Department alumnus, Frank D. Werner passes away
Frank David Werner Sr., a distinguished inventor and engineer, passed away on Saturday, May 7, at the age of 94. Frank was born on a farm in Kansas in 1922. He hated the farm—except for welding and machinery repair, and made plans to escape by age 13. Frank would eventually succeed in getting away, to pursue a B.S. in General Sciences at Kansas State College, followed by an M.S. and a Ph.D. in Aeronautical Engineering at the University of Minnesota. Frank married Alice Martel in Washington DC while he was working at John Hopkins University and she worked at the Belgian embassy. They had three children.
Frank was involved in temperature and pressure sensor research at the Rosemount Research Center at the U of M when the U.S. Air Force asked him to manufacture the total temperature sensors he had developed for their high-performance aircraft. Following this request, he founded Rosemount Engineering in 1956 along with Robert Keppel and Vernon Heath, in the small farming community of Rosemount, Minnesota. The company produced aircraft and aerospace instruments to measure pressure and temperature. High performance aircraft and the space program continued to be the forces propelling the company forward in the 1960s. Applications for temperature and pressure sensors were being expanded and associated equipment, such as airplane stall warning and ice detection systems, were added to the product line. Rosemount celebrated the end of its first decade with sales of $8.5 million and a 19 percent increase in profits. The company’s many instruments developed under Werner’s direction have been used on virtually every jet in the free world and are now on the moon and Mars. In fact, the Apollo 11 mission carried almost 100 Rosemount devices, including ventilation flow sensors that monitored oxygen flow through the spacesuits of moon-walking astronauts Neil Armstrong and Buzz Aldrin. Although Rosemount was immensely successful, Frank loved engineering more than being president of a company, so he moved to Jackson Hole, Wyoming in 1970 and did research and development work.

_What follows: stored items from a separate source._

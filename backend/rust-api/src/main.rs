use longtext_question::{
    config::{Config, LogFormat},
    create_router,
    services::{spawn_idle_sweeper, AppState},
};
use std::sync::Arc;
use tracing_subscriber::{layer::SubscriberExt, util::SubscriberInitExt, Layer};

#[tokio::main]
async fn main() -> anyhow::Result<()> {
    let config = Config::load()?;

    let fmt_layer = match config.log_format {
        LogFormat::Json => tracing_subscriber::fmt::layer().json().boxed(),
        LogFormat::Pretty => tracing_subscriber::fmt::layer().boxed(),
    };
    tracing_subscriber::registry()
        .with(
            tracing_subscriber::EnvFilter::try_from_default_env()
                .unwrap_or_else(|_| "longtext_question=debug,tower_http=debug".into()),
        )
        .with(fmt_layer)
        .init();

    tracing::info!("Starting long-text question host");
    tracing::info!(
        "Configuration loaded for environment: {:?}",
        std::env::var("APP_ENV").unwrap_or_else(|_| "dev".to_string())
    );

    let bind_addr = config.bind_addr.clone();
    let app_state = Arc::new(AppState::new(config));
    let sweeper = spawn_idle_sweeper(app_state.clone());
    let app = create_router(app_state.clone());

    let listener = tokio::net::TcpListener::bind(&bind_addr).await?;
    tracing::info!("Server listening on {}", listener.local_addr()?);

    axum::serve(listener, app)
        .with_graceful_shutdown(shutdown_signal())
        .await?;

    sweeper.abort();
    let closed = app_state.close_all().await;
    tracing::info!("Server stopped, {} open sessions persisted", closed);
    Ok(())
}

async fn shutdown_signal() {
    if let Err(err) = tokio::signal::ctrl_c().await {
        tracing::warn!(error = %err, "Failed to listen for shutdown signal");
    }
}
use axum::{
    extract::{Path, State},
    response::{
        sse::{Event, KeepAlive, Sse},
        IntoResponse,
    },
};
use futures::stream::{self, Stream};
use std::convert::Infallible;
use std::sync::Arc;
use tokio::sync::broadcast::{self, error::RecvError};

use super::{questions::find_session, ApiError};
use crate::services::{driver::DispatchedStatement, AppState};

/// SSE feed of the statements a session dispatches
/// GET /api/v1/questions/{id}/statements
pub async fn statement_stream(
    State(state): State<Arc<AppState>>,
    Path(session_id): Path<String>,
) -> Result<impl IntoResponse, ApiError> {
    let handle = find_session(&state, &session_id).await?;
    tracing::info!("Client subscribed to statements: session={}", session_id);

    let stream = create_statement_stream(session_id, handle.subscribe());
    Ok(Sse::new(stream).keep_alive(KeepAlive::default()))
}

/// Ends when the session task stops.
fn create_statement_stream(
    session_id: String,
    receiver: broadcast::Receiver<DispatchedStatement>,
) -> impl Stream<Item = Result<Event, Infallible>> {
    stream::unfold(
        (session_id, receiver),
        |(sid, mut receiver)| async move {
            loop {
                match receiver.recv().await {
                    Ok(dispatched) => {
                        let event = to_event(&dispatched);
                        return Some((Ok(event), (sid, receiver)));
                    }
                    Err(RecvError::Lagged(skipped)) => {
                        tracing::warn!(
                            "Statement subscriber lagged: session={}, skipped={}",
                            sid,
                            skipped
                        );
                    }
                    Err(RecvError::Closed) => {
                        tracing::info!("Statement stream ended: session={}", sid);
                        return None;
                    }
                }
            }
        },
    )
}

fn to_event(dispatched: &DispatchedStatement) -> Event {
    let data = serde_json::to_string(&dispatched.statement).unwrap_or_else(|_| "{}".to_string());
    Event::default()
        .event(dispatched.statement.verb.as_str())
        .data(data)
}

#[cfg(test)]
mod tests {
    use super::*;
    use crate::models::statement::{InteractionDefinition, Statement, Verb};
    use futures::StreamExt;
    use tokio::time::Instant;

    fn dispatched(response: &str) -> DispatchedStatement {
        DispatchedStatement {
            statement: Statement::new(
                Verb::Responded,
                None,
                InteractionDefinition::long_fill_in("Prompt"),
                response.to_string(),
            ),
            dispatched_at: Instant::now(),
        }
    }

    #[tokio::test]
    async fn stream_yields_until_sender_dropped() {
        let (tx, rx) = broadcast::channel(4);
        let stream = create_statement_stream("s1".to_string(), rx);

        tx.send(dispatched("first")).unwrap();
        tx.send(dispatched("second")).unwrap();
        drop(tx);

        let events: Vec<_> = stream.collect().await;
        assert_eq!(events.len(), 2);
    }

    #[tokio::test]
    async fn lagged_subscriber_keeps_receiving() {
        let (tx, rx) = broadcast::channel(1);
        let stream = create_statement_stream("s1".to_string(), rx);

        tx.send(dispatched("dropped")).unwrap();
        tx.send(dispatched("kept")).unwrap();
        drop(tx);

        let events: Vec<_> = stream.collect().await;
        assert_eq!(events.len(), 1);
    }
}
use std::{borrow::Cow, fmt, io::IsTerminal, path::PathBuf, str::FromStr};

use api::Platform;
use clap::{Parser, Subcommand, ValueEnum};
use config::Config;
use logforth::filter::EnvFilter;

#[derive(Debug, Parser)]
#[command(name = "saletrack", version, long_about = concat!("Saletrack v", env!("CARGO_PKG_VERSION")))]
pub(crate) struct Args {
    /// Path to the TOML configuration file
    #[arg(long, short, env = "SALETRACK_CONFIG_PATH", default_value = "./saletrack.toml")]
    pub config: PathBuf,
    /// Set the logging level
    #[arg(long = "log", env = "SALETRACK_LOG", default_value_t = LogLevel::default())]
    pub log_level: LogLevel,
    /// Set the style of log output
    #[arg(long, env = "SALETRACK_LOG_STYLE", default_value_t = LogStyle::default())]
    pub log_style: LogStyle,
    #[command(subcommand)]
    pub command: Command,
}

impl Args {
    pub fn config(&self) -> anyhow::Result<Config> {
        let config = if self.config.exists() {
            Config::load(&self.config)?
        } else {
            Config::default()
        };

        Ok(config)
    }
}

#[derive(Debug, Subcommand)]
pub(crate) enum Command {
    /// Show the currently resolved identity
    Whoami,
    /// Sign in: synthesize a local development identity with --name, or
    /// print the provider login address to open in a browser
    Login {
        /// Display name for a locally synthesized development identity
        #[arg(long)]
        name: Option<String>,
    },
    /// Clear the local development identity
    Logout,
    /// Show the current user as reported by the backend
    User,
    /// Fetch the combined dashboard payload
    Dashboard,
    /// Fetch dashboard statistics
    Stats,
    /// Fetch the most recent sales
    Recent {
        /// Maximum number of sales to return; the server caps this at 20
        #[arg(long, default_value_t = 5)]
        limit: u32,
    },
    /// Manage sale records
    Sales {
        #[command(subcommand)]
        command: SalesCommand,
    },
}

#[derive(Debug, Subcommand)]
pub(crate) enum SalesCommand {
    /// List all sales of the current user
    List,
    /// Show a single sale
    Show {
        /// Sale identifier
        id: String,
    },
    /// Record a new sale
    Create {
        /// Name of the product sold
        #[arg(long)]
        product: String,
        /// Sale amount in USD
        #[arg(long)]
        amount: f64,
        /// Sale date in ISO 8601; defaults to the current time
        #[arg(long)]
        date: Option<String>,
        /// Platform the sale occurred on: ebay, goat, stockx or manual
        #[arg(long)]
        platform: Platform,
        /// Customer name
        #[arg(long)]
        customer: Option<String>,
    },
    /// Update an existing sale
    Update {
        /// Sale identifier
        id: String,
        /// New product name
        #[arg(long)]
        product: Option<String>,
        /// New amount in USD
        #[arg(long)]
        amount: Option<f64>,
        /// New sale date in ISO 8601
        #[arg(long)]
        date: Option<String>,
        /// New platform
        #[arg(long)]
        platform: Option<Platform>,
        /// New customer name
        #[arg(long)]
        customer: Option<String>,
    },
    /// Delete a sale
    Delete {
        /// Sale identifier
        id: String,
    },
}

#[derive(Debug, Copy, Clone, PartialEq, Eq, PartialOrd, Ord, ValueEnum)]
pub(crate) enum LogStyle {
    /// Colorized text, used as the default with TTY output
    Color,
    /// Standard text, used as the default with non-TTY output
    Text,
    /// JSON objects
    Json,
}

impl Default for LogStyle {
    fn default() -> Self {
        if std::io::stdout().is_terminal() {
            LogStyle::Color
        } else {
            LogStyle::Text
        }
    }
}

impl AsRef<str> for LogStyle {
    fn as_ref(&self) -> &str {
        match self {
            LogStyle::Color => "color",
            LogStyle::Text => "text",
            LogStyle::Json => "json",
        }
    }
}

impl fmt::Display for LogStyle {
    fn fmt(&self, f: &mut fmt::Formatter<'_>) -> fmt::Result {
        write!(f, "{}", self.as_ref())
    }
}

#[derive(Default, Debug, Copy, Clone, PartialEq, Eq, PartialOrd, Ord, ValueEnum)]
pub(crate) enum LogLevel {
    /// Disable logging
    Off,
    /// Only log errors
    Error,
    /// Log errors, and warnings
    #[default]
    Warn,
    /// Log errors, warnings, and info messages
    Info,
    /// Log errors, warnings, info, and debug messages
    Debug,
    /// Log errors, warnings, info, debug, and trace messages
    Trace,
}

impl LogLevel {
    pub fn env_filter(self) -> EnvFilter {
        let filter_str = match self {
            LogLevel::Off => Cow::Borrowed("off"),
            // For other levels, set the default to 'warn' for all crates,
            // but use the selected level for workspace crates
            level => Cow::Owned(format!(
                "warn,saletrack={level},api={level},identity={level},config={level}"
            )),
        };

        EnvFilter::from_str(&filter_str).expect("These all are valid env filters.")
    }
}

impl fmt::Display for LogLevel {
    fn fmt(&self, f: &mut fmt::Formatter<'_>) -> fmt::Result {
        self.as_ref().fmt(f)
    }
}

impl AsRef<str> for LogLevel {
    fn as_ref(&self) -> &str {
        match self {
            LogLevel::Off => "off",
            LogLevel::Error => "error",
            LogLevel::Warn => "warn",
            LogLevel::Info => "info",
            LogLevel::Debug => "debug",
            LogLevel::Trace => "trace",
        }
    }
}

Frank constantly thought about ways to improve everyday objects. For example, he loved skiing and developed ski boots that helped change the industry standard from hand-crafted leather to plastic boots. This led him to become a long-time board member of the JH Ski Corporation. He was also a founder of Teton Village public utilities and served many years as Fire Chief. He liked golf and developed several patents for golf putter and golf driver head design. He even co-authored two books on optimizing club head designs. Frank held 86 patents that span an amazing range of things: solar energy heating, fastener systems, windshield repair, and many more. Whether we knew it or not, Frank’s ingenuity has influenced us all.